Agribusinesses selected for the programme will benefit from training, business advisory and financing to promote the sustainable use of natural resources and encourage appropriate agribusiness practices.
The technical advice will be provided to all selected agribusinesses through business incubation hubs set up in eight counties which include Kilifi, Machakos, Kiambu, Meru, Isiolo, Kisii, Bungoma and Uasin Gishu.
The programme that aims to create 17,000 jobs in the agricultural sector across the country, particularly for youth and women also aimst at increasing smallholder production, improve food security and boost household incomes.
Get breaking news on your Mobile as-it-happens. SMS ‘NEWS’ to 20153
AgriBiz will achieve this by funding 2,400 women and youth-led agribusinesses as part of the programme, and by reaching over 1.2 million smallholder beneficiaries over a period of five years at a cost of Kshs 5.1 billion.
An additional Kshs 17.1 billion in loans will also be leveraged from local financial institutions to support the enterprises.
Since Kenya is largely an agricultural country, investments in SMEs in the agribusiness sector will also help the economy to bounce back from COVID-19.

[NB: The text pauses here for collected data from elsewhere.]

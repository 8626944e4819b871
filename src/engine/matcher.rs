//! Boundary-safe, stateless matching over a [`CompiledTable`].
//!
//! ```text
//! text ──▶ candidates()
//!            ├─ phrase automaton (overlapping hits)
//!            ├─ sequence / regex entries (captures_at, retry one char on reject)
//!            └─ accepts(): boundary ∧ anchor ∧ ¬negated
//!        ──▶ select()      earliest start, longest span, table order
//!        ──▶ Vec<Match>    non-overlapping, left to right
//! ```
//!
//! Every method takes `&self` and builds its iterators locally, so two calls
//! on the same table (or two threads) can never observe each other.

use super::compiled_rules::CompiledTable;
use crate::{Anchor, Match, Range};

/// Tokens that cancel a following guarded hit (`not sorry`, `never mind`).
const NEGATORS: &[&str] = &[
    "not", "never", "no", "dont", "don't", "doesn't", "didn't", "isn't", "wasn't", "aren't", "weren't", "won't",
    "can't", "cannot", "hardly",
];

impl CompiledTable {
    /// All boundary-safe hits, possibly overlapping, in no particular order.
    pub(crate) fn candidates(&self, text: &str) -> Vec<Match> {
        let mut out = Vec::new();

        if let Some(automaton) = &self.phrases {
            for m in automaton.find_overlapping_iter(text) {
                let range = Range { start: m.start(), end: m.end() };
                let hit = Match { entry: self.phrase_entries[m.pattern().as_usize()], span: range, extent: range };
                if self.accepts(text, &hit) {
                    out.push(hit);
                }
            }
        }

        for pattern in &self.patterns {
            let mut at = 0;
            while let Some(caps) = pattern.regex.captures_at(text, at) {
                let Some(whole) = caps.get(0) else { break };
                let extent = Range { start: whole.start(), end: whole.end() };
                let span = caps.name("head").map(|h| Range { start: h.start(), end: h.end() }).unwrap_or(extent);
                let hit = Match { entry: pattern.entry, span, extent };

                if extent.len() > 0 && self.accepts(text, &hit) {
                    out.push(hit);
                    at = extent.end;
                } else {
                    // Rejected: retry from the next character so an
                    // overlapping, boundary-safe hit is not skipped.
                    match text[whole.start()..].chars().next() {
                        Some(c) => at = whole.start() + c.len_utf8(),
                        None => break,
                    }
                }
            }
        }

        out
    }

    /// Non-overlapping hits, left to right, using the substitution tie-break.
    pub(crate) fn find_all(&self, text: &str) -> Vec<Match> {
        select(self.candidates(text))
    }

    /// Whether any entry matches anywhere in `text`.
    #[cfg(test)]
    pub(crate) fn is_match(&self, text: &str) -> bool {
        !self.candidates(text).is_empty()
    }

    fn accepts(&self, text: &str, hit: &Match) -> bool {
        boundary_ok(text, hit.extent)
            && anchor_ok(text, hit.extent, self.entries[hit.entry].anchor)
            && !(self.kind.negation_guarded() && negated(text, hit.extent.start))
    }
}

/// Earliest start first, then longest span, then table order; drop any hit
/// overlapping one already taken.
pub(crate) fn select(mut candidates: Vec<Match>) -> Vec<Match> {
    candidates.sort_by(|a, b| {
        a.span.start.cmp(&b.span.start).then(b.span.len().cmp(&a.span.len())).then(a.entry.cmp(&b.entry))
    });

    let mut taken: Vec<Match> = Vec::with_capacity(candidates.len());
    for hit in candidates {
        // Taken spans are sorted and disjoint: only the last can overlap.
        if taken.last().is_none_or(|last| !last.span.overlaps(&hit.span)) {
            taken.push(hit);
        }
    }
    taken
}

/// Characters that make up a word for boundary purposes. An apostrophe
/// counts only as a pattern edge; in the text it is word-internal when
/// followed/preceded by a letter (see `word_before`/`word_after`).
pub(crate) fn is_word_char(c: char) -> bool {
    is_solid(c) || c == '\''
}

fn is_solid(c: char) -> bool {
    c.is_alphanumeric() || c == '_'
}

/// Does the text just before byte `at` continue a word?
fn word_before(text: &str, at: usize) -> bool {
    let mut chars = text[..at].chars().rev();
    match chars.next() {
        None => false,
        Some('\'') => chars.next().is_some_and(is_solid),
        Some(c) => is_solid(c),
    }
}

/// Does the text from byte `at` continue a word?
fn word_after(text: &str, at: usize) -> bool {
    let mut chars = text[at..].chars();
    match chars.next() {
        None => false,
        Some('\'') => chars.next().is_some_and(is_solid),
        Some(c) => is_solid(c),
    }
}

pub(crate) fn boundary_ok(text: &str, extent: Range) -> bool {
    let matched = &text[extent.start..extent.end];
    if matched.chars().next().is_some_and(is_word_char) && word_before(text, extent.start) {
        return false;
    }
    if matched.chars().next_back().is_some_and(is_word_char) && word_after(text, extent.end) {
        return false;
    }
    true
}

/// Only punctuation, spaces or symbols before byte `at`.
pub(crate) fn opens_utterance(text: &str, at: usize) -> bool {
    !text[..at].chars().any(is_solid)
}

fn anchor_ok(text: &str, extent: Range, anchor: Anchor) -> bool {
    let closes = || !text[extent.end..].chars().any(is_solid);
    match anchor {
        Anchor::Anywhere => true,
        Anchor::Start => opens_utterance(text, extent.start),
        Anchor::Whole => opens_utterance(text, extent.start) && closes(),
    }
}

/// Is the token right before `start` (whitespace only in between) a negator?
fn negated(text: &str, start: usize) -> bool {
    let before = text[..start].trim_end();
    let token = before.rsplit(|c: char| !is_word_char(c)).next().unwrap_or("");
    !token.is_empty() && NEGATORS.iter().any(|n| token.eq_ignore_ascii_case(n))
}

#[cfg(test)]
mod tests {
    use super::*;
    use crate::RuleEntry;
    use crate::engine::TableKind;

    fn table(kind: TableKind, entries: &[RuleEntry]) -> CompiledTable {
        CompiledTable::compile(kind, entries).unwrap()
    }

    fn spans(text: &str, matches: &[Match]) -> Vec<String> {
        matches.iter().map(|m| text[m.span.start..m.span.end].to_string()).collect()
    }

    #[test]
    fn phrase_respects_word_boundaries() {
        let t = table(TableKind::Substitutes, &[RuleEntry::phrase("sept", "September")]);
        let cases: Vec<(&str, Vec<&str>)> = vec![
            ("Sept", vec!["Sept"]),
            ("...Sept", vec!["Sept"]),
            ("Sept.", vec!["Sept"]),
            ("September", vec![]),
            ("inSept", vec![]),
            ("Sept_1", vec![]),
            ("(sept)", vec!["sept"]),
        ];
        for (text, expected) in cases {
            assert_eq!(spans(text, &t.find_all(text)), expected, "input: {text:?}");
        }
    }

    #[test]
    fn apostrophes_are_word_internal_only() {
        let t = table(
            TableKind::Textspeak,
            &[RuleEntry::phrase("c", "see"), RuleEntry::phrase("t", "x"), RuleEntry::phrase("colour", "color")],
        );
        assert!(t.find_all("c'mon").is_empty());
        assert!(t.find_all("don't").is_empty());
        assert_eq!(spans("'colour'", &t.find_all("'colour'")), ["colour"]);
        assert_eq!(spans("I can c u", &t.find_all("I can c u")), ["c"]);
    }

    #[test]
    fn contraction_suffix_needs_a_gap() {
        let t = table(TableKind::Contractions, &[RuleEntry::phrase("n't", "not")]);
        assert_eq!(spans("do n't", &t.find_all("do n't")), ["n't"]);
        assert!(t.find_all("don't").is_empty());
    }

    #[test]
    fn punctuation_edges_need_no_boundary() {
        let t = table(TableKind::Substitutes, &[RuleEntry::phrase("w/", "with"), RuleEntry::phrase("kgs.", "kg")]);
        assert_eq!(spans("w/friends", &t.find_all("w/friends")), ["w/"]);
        assert_eq!(spans("90 kgs.total", &t.find_all("90 kgs.total")), ["kgs."]);
    }

    #[test]
    fn earliest_then_longest_then_table_order() {
        let t = table(
            TableKind::Substitutes,
            &[
                RuleEntry::phrase("kgs", "a"),
                RuleEntry::phrase("kgs.", "b"),
                RuleEntry::phrase("new york", "c"),
                RuleEntry::phrase("york city", "d"),
                RuleEntry::phrase("KGS", "e"),
            ],
        );
        let text = "90 kgs. in new york city";
        let found = t.find_all(text);
        assert_eq!(spans(text, &found), ["kgs.", "new york"]);
        assert_eq!(t.output(found[0].entry), "b");

        let text = "kgs";
        assert_eq!(t.output(t.find_all(text)[0].entry), "a");
    }

    #[test]
    fn sequence_rewrites_head_only() {
        let t = table(
            TableKind::Spellfix,
            &[RuleEntry::sequence(["hwo"], ["do", "does"], "how"), RuleEntry::sequence(["hwo"], ["is"], "who")],
        );
        let text = "hwo does it work, hwo is that";
        let found = t.find_all(text);
        assert_eq!(spans(text, &found), ["hwo", "hwo"]);
        assert_eq!(t.output(found[0].entry), "how");
        assert_eq!(t.output(found[1].entry), "who");
        assert!(t.find_all("hwo dog").is_empty());
        assert!(t.find_all("hwo").is_empty());
    }

    #[test]
    fn regex_retries_after_rejected_hit() {
        let t = table(TableKind::TextEmojiTags, &[RuleEntry::regex("(?:ha){2,}", "laugh")]);
        assert!(t.find_all("aha").is_empty());
        assert_eq!(spans("shahaha haha!", &t.find_all("shahaha haha!")), ["haha"]);
    }

    #[test]
    fn anchors() {
        let t = table(
            TableKind::KeywordTags,
            &[
                RuleEntry::phrase("excuse me", "apology").anchored(Anchor::Start),
                RuleEntry::phrase("no", "no").anchored(Anchor::Whole),
            ],
        );
        assert!(t.is_match("excuse me princess"));
        assert!(t.is_match("...excuse me"));
        assert!(!t.is_match("well excuse me princess"));
        assert!(t.is_match("no!"));
        assert!(!t.is_match("no way"));
    }

    #[test]
    fn negation_guard_only_on_guarded_tables() {
        let entries = [RuleEntry::phrase("sorry", "apology")];
        let guarded = table(TableKind::KeywordTags, &entries);
        assert!(guarded.is_match("I am sorry"));
        assert!(!guarded.is_match("I am not sorry"));
        assert!(guarded.is_match("no, sorry"));

        let unguarded = table(TableKind::Textspeak, &entries);
        assert!(unguarded.is_match("I am not sorry"));
    }

    #[test]
    fn matching_is_stateless() {
        let t = table(TableKind::KeywordTags, &[RuleEntry::phrase("hi", "hello")]);
        let first = t.find_all("hi there");
        for _ in 0..3 {
            assert_eq!(t.find_all("hi there"), first);
            assert!(t.find_all("nothing here").is_empty());
        }
    }
}
//! Pipeline run metrics.
//!
//! Collected only by the verbose entry points
//! ([`process_verbose`](crate::process_verbose)); the plain operations skip
//! all timing and tracing bookkeeping.

use std::time::Duration;

/// Timing for one full Clean → Replace → Tag run.
#[derive(Debug, Default, Clone)]
pub struct RunMetrics {
    /// Total elapsed time.
    pub total: Duration,
    /// Time spent in the clean stage.
    pub clean: Duration,
    /// Time spent in all replace passes.
    pub replace: Duration,
    /// Time spent evaluating tag tables.
    pub tag: Duration,
    /// One entry per replace pass that ran, in pass order.
    pub passes: Vec<PassMetrics>,
    /// One entry per tag table, in evaluation order.
    pub tags: Vec<TagMetrics>,
}

/// Outcome of a single replace pass.
#[derive(Debug, Clone)]
pub struct PassMetrics {
    /// Pass (table) name, e.g. `"contractions"`.
    pub pass: &'static str,
    pub duration: Duration,
    /// Number of substitutions applied.
    pub replacements: usize,
    /// `false` when trigger gating skipped the table.
    pub ran: bool,
    /// Text after the pass.
    pub output: String,
}

/// Outcome of evaluating one tag table.
#[derive(Debug, Clone)]
pub struct TagMetrics {
    /// Table name, e.g. `"keyword_tags"`.
    pub table: &'static str,
    pub duration: Duration,
    /// Labels this table produced, before cross-table dedup.
    pub labels: Vec<String>,
}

H.E Simon Mordue, EU Ambassador to Kenya underlined, “The huge interest in AgriBiz is an indicator that, contrary to popular opinion, women and youth are embracing agribusiness activities.
The EU with Kenya Climate Innovation Center (KCIC) is providing the various forms of business support that they need.
By bringing in young people and women into the sector, and in the process creating over 17 000 jobs across Kenya, we are helping to boost the sustainability of the Kenyan agricultural sector and to move it up the value chain.”
In the current selection round, KCIC meticulously selected 200 candidates from amongst the 2,400 applications received after a highly competitive evaluation process.
The 200 candidates include early stage/start-up companies, Small and Medium-sized Enterprises (SMEs), women and youth-led community based organisations, as well as Self Help Groups.
The applications from women and youth-led agribusinesses that were selected were those that demonstrated the best scalability and potential for replication and growth of their product or service, and thus the biggest potential to increase incomes for value chain stakeholders.
“We are impressed that we have received an overwhelming response to the call from across the country, an indication there are so many agribusinesses out there seeking different forms of support to spur their growth,” said KCIC Chief Executive Officer Edward Mungai at the close of the evaluation exercise.
Other attributes that were considered for selection included; Business model feasibility which shows a clear and compelling mission to grow a sustainable and commercially viable agribusiness enterprise; The potential to adopt and leverage smart approaches that drive the growth of the agribusiness; Social impact which includes the potential to create decent employment opportunities for youth and women; And market opportunity, including knowledge and understanding of the agricultural and livestock value chain, of customers’ needs, and competitors approaches.
Over a five-year period the AgriBiz programme will overall support over 1,600 enterprises to develop bankable business plans, 1,200 enterprises to access financing from financial institutions and over 1500 women to access EU supported community level micro financial services.